## EXERCISE INSTRUCTIONS
Search the data below for the string "character". Extract every line that contains it.

*** Opening of TASK MATERIAL ***

//! Calendar formatting: date/time strings, weekday header and week rows.

use std::fmt::Write;
use std::sync::atomic::{AtomicU8, Ordering};

use chrono::format::{DelayedFormat, StrftimeItems};
use chrono::{Datelike, Locale, NaiveDate, NaiveDateTime, Weekday};

use crate::calendar::{Week, month_matrix, weekday_order};
use crate::error::RenderError;
use crate::types::WeekStart;

/// Process-wide first weekday, 0 = Monday .. 6 = Sunday.
static FIRST_WEEKDAY: AtomicU8 = AtomicU8::new(0);

/// Set the weekday that starts each week for formatters built with [`CalendarFormatter::new`].
///
/// The setting persists until changed again, so a long-lived process must set
/// it before every rendering.
pub fn set_first_weekday(week_start: WeekStart) {
    FIRST_WEEKDAY.store(week_start.index(), Ordering::SeqCst);
}

/// Current process-wide first weekday.
pub fn first_weekday() -> WeekStart {
    WeekStart::try_from(FIRST_WEEKDAY.load(Ordering::SeqCst)).unwrap_or_default()
}

/// Week start used when configuration omits it. Always Monday.
pub fn default_first_weekday() -> WeekStart {
    WeekStart::MONDAY
}

/// Get system locale from environment (LC_ALL > LC_TIME > LANG > en_US).
pub fn get_system_locale() -> Locale {
    locale_from_env(|key| std::env::var(key).ok())
}

/// Pick the locale from `LC_ALL`, `LC_TIME`, `LANG` in that order.
///
/// An empty variable counts as unset.
pub fn locale_from_env(lookup: impl Fn(&str) -> Option<String>) -> Locale {
    ["LC_ALL", "LC_TIME", "LANG"]
        .into_iter()
        .find_map(|key| lookup(key).filter(|value| !value.is_empty()))
        .map(|name| parse_locale(&name))
        .unwrap_or(Locale::en_US)
}

/// Parse a POSIX locale name such as `ja_JP.UTF-8` or `de_DE@euro`.
///
/// Unknown names fall back to `en_US`.
pub fn parse_locale(name: &str) -> Locale {
    name.split('.')
        .next()
        .unwrap_or("en_US")
        .split('@')
        .next()
        .unwrap_or("en_US")
        .parse()
        .unwrap_or(Locale::en_US)
}

/// Locale from an explicit name, or from the environment when absent.
pub fn resolve_locale(name: Option<&str>) -> Locale {
    match name {
        Some(name) => parse_locale(name),
        None => get_system_locale(),
    }
}

/// Get 2-character weekday abbreviation for a locale.
pub fn get_weekday_short_name(weekday: Weekday, locale: Locale) -> String {
    // 2000-01-03 is a Monday
    let base_date = NaiveDate::from_ymd_opt(2000, 1, 3).unwrap_or_default();
    let offset = weekday.num_days_from_monday() as i64;
    let date = base_date + chrono::Duration::days(offset);
    let day_name = date.format_localized("%a", locale).to_string();
    day_name.chars().take(2).collect()
}

/// Render one week as seven tab-terminated cells.
///
/// In-month days are zero-padded to two digits; other cells are empty.
pub fn format_week(week: &Week) -> String {
    let mut line = String::with_capacity(week.len() * 3);
    for cell in week {
        if let Some(day) = cell {
            let _ = write!(line, "{:02}", day);
        }
        line.push('\t');
    }
    line
}

/// Formats one resolved date for display.
#[derive(Debug, Clone)]
pub struct CalendarFormatter {
    datetime: NaiveDateTime,
    week_start: WeekStart,
    locale: Locale,
}

impl CalendarFormatter {
    /// Create a formatter that uses the process-wide first weekday.
    pub fn new(datetime: NaiveDateTime, locale: Locale) -> Self {
        Self::with_week_start(datetime, first_weekday(), locale)
    }

    pub fn with_week_start(datetime: NaiveDateTime, week_start: WeekStart, locale: Locale) -> Self {
        CalendarFormatter {
            datetime,
            week_start,
            locale,
        }
    }

    pub fn week_start(&self) -> WeekStart {
        self.week_start
    }

    /// Apply a strftime-style format to the date.
    ///
    /// The format is not validated up front; a specifier chrono rejects
    /// (including `%z`/`%Z`, since the date carries no offset) yields
    /// [`RenderError::DateFormat`].
    pub fn format_datetime(&self, format: &str) -> Result<String, RenderError> {
        let items = StrftimeItems::new_with_locale(format, self.locale);
        let delayed = DelayedFormat::new_with_locale(
            Some(self.datetime.date()),
            Some(self.datetime.time()),
            items,
            self.locale,
        );

        let mut out = String::new();
        write!(out, "{}", delayed).map_err(|_| RenderError::DateFormat {
            format: format.to_string(),
        })?;
        Ok(out)
    }

    /// Tab-joined weekday abbreviations starting from the week start.
    pub fn week_header(&self) -> String {
        weekday_order(self.week_start)
            .iter()
            .map(|&weekday| get_weekday_short_name(weekday, self.locale))
            .collect::<Vec<_>>()
            .join("\t")
    }

    /// One line per calendar week of the month containing the date.
    pub fn week_rows(&self) -> Result<Vec<String>, RenderError> {
        let weeks = month_matrix(self.datetime.year(), self.datetime.month(), self.week_start)?;
        Ok(weeks.iter().map(format_week).collect())
    }
}
//! Script filter XML: the item list returned to the launcher.
//!
//! ```text
//! <items>
//!   <item uid="0" valid="no" autocomplete=""><title>Safari</title></item>
//!   <item uid="fx-uid" valid="yes" autocomplete="fx"><title>Firefox</title></item>
//! </items>
//! ```

use std::fmt;

use crate::error::ItemError;

/// A single entry of the item list.
#[derive(Debug, Clone, PartialEq, Eq)]
pub struct Item {
    title: String,
    uid: Option<String>,
    valid: bool,
    autocomplete: String,
}

impl Item {
    /// Create an item; the title must not be empty.
    pub fn new(title: impl Into<String>) -> Result<Self, ItemError> {
        let title = title.into();
        if title.is_empty() {
            return Err(ItemError::InvalidTitle);
        }
        Ok(Item {
            title,
            uid: None,
            valid: false,
            autocomplete: String::new(),
        })
    }

    /// Explicit uid. An empty uid is treated as absent.
    pub fn uid(mut self, uid: impl Into<String>) -> Self {
        let uid = uid.into();
        self.uid = (!uid.is_empty()).then_some(uid);
        self
    }

    pub fn valid(mut self, valid: bool) -> Self {
        self.valid = valid;
        self
    }

    pub fn autocomplete(mut self, autocomplete: impl Into<String>) -> Self {
        self.autocomplete = autocomplete.into();
        self
    }

    pub fn title(&self) -> &str {
        &self.title
    }

    /// Assigned uid; set once the item is pushed into a [`ScriptFilter`].
    pub fn uid_str(&self) -> Option<&str> {
        self.uid.as_deref()
    }

    pub fn is_valid(&self) -> bool {
        self.valid
    }

    pub fn autocomplete_str(&self) -> &str {
        &self.autocomplete
    }
}

/// Ordered item list serialized as script filter XML.
#[derive(Debug, Clone, Default)]
pub struct ScriptFilter {
    items: Vec<Item>,
    /// Default uid for the next item; counts every append, explicit uid or not.
    next_uid: usize,
}

impl ScriptFilter {
    pub fn new() -> Self {
        Self::default()
    }

    /// Append an item, assigning the positional uid when none was given.
    pub fn push(&mut self, mut item: Item) {
        if item.uid.is_none() {
            item.uid = Some(self.next_uid.to_string());
        }
        self.next_uid += 1;
        self.items.push(item);
    }

    /// Append an item from its parts.
    pub fn append_item(
        &mut self,
        title: &str,
        uid: Option<&str>,
        valid: bool,
        autocomplete: &str,
    ) -> Result<(), ItemError> {
        let mut item = Item::new(title)?.valid(valid).autocomplete(autocomplete);
        if let Some(uid) = uid {
            item = item.uid(uid);
        }
        self.push(item);
        Ok(())
    }

    /// Append an item with only a title.
    pub fn append_title(&mut self, title: &str) -> Result<(), ItemError> {
        self.append_item(title, None, false, "")
    }

    pub fn items(&self) -> &[Item] {
        &self.items
    }

    pub fn len(&self) -> usize {
        self.items.len()
    }

    pub fn is_empty(&self) -> bool {
        self.items.is_empty()
    }

    /// Render the item list as XML. Has no side effects.
    pub fn serialize(&self) -> String {
        self.to_string()
    }
}

impl fmt::Display for ScriptFilter {
    fn fmt(&self, f: &mut fmt::Formatter<'_>) -> fmt::Result {
        f.write_str("<items>")?;
        for item in &self.items {
            write!(
                f,
                "<item uid=\"{}\" valid=\"{}\" autocomplete=\"{}\"><title>{}</title></item>",
                escape_attr(item.uid.as_deref().unwrap_or_default()),
                if item.valid { "yes" } else { "no" },
                escape_attr(&item.autocomplete),
                escape_text(&item.title),
            )?;
        }
        f.write_str("</items>")
    }
}

/// Escape character data (`&`, `<`, `>`).
pub fn escape_text(s: &str) -> String {
    let mut out = String::with_capacity(s.len());
    for c in s.chars() {
        match c {
            '&' => out.push_str("&amp;"),
            '<' => out.push_str("&lt;"),
            '>' => out.push_str("&gt;"),
            _ => out.push(c),
        }
    }
    out
}

/// Escape a double-quoted attribute value.
///
/// Whitespace control characters become character references so attribute
/// normalization does not fold them into spaces.
pub fn escape_attr(s: &str) -> String {
    let mut out = String::with_capacity(s.len());
    for c in s.chars() {
        match c {
            '&' => out.push_str("&amp;"),
            '<' => out.push_str("&lt;"),
            '>' => out.push_str("&gt;"),
            '"' => out.push_str("&quot;"),
            '\t' => out.push_str("&#9;"),
            '\n' => out.push_str("&#10;"),
            '\r' => out.push_str("&#13;"),
            _ => out.push(c),
        }
    }
    out
}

*** Close of TASK MATERIAL ***

## EXPECTED ANSWER
/// Get 2-character weekday abbreviation for a locale.
/// Escape character data (`&`, `<`, `>`).
/// Whitespace control characters become character references so attribute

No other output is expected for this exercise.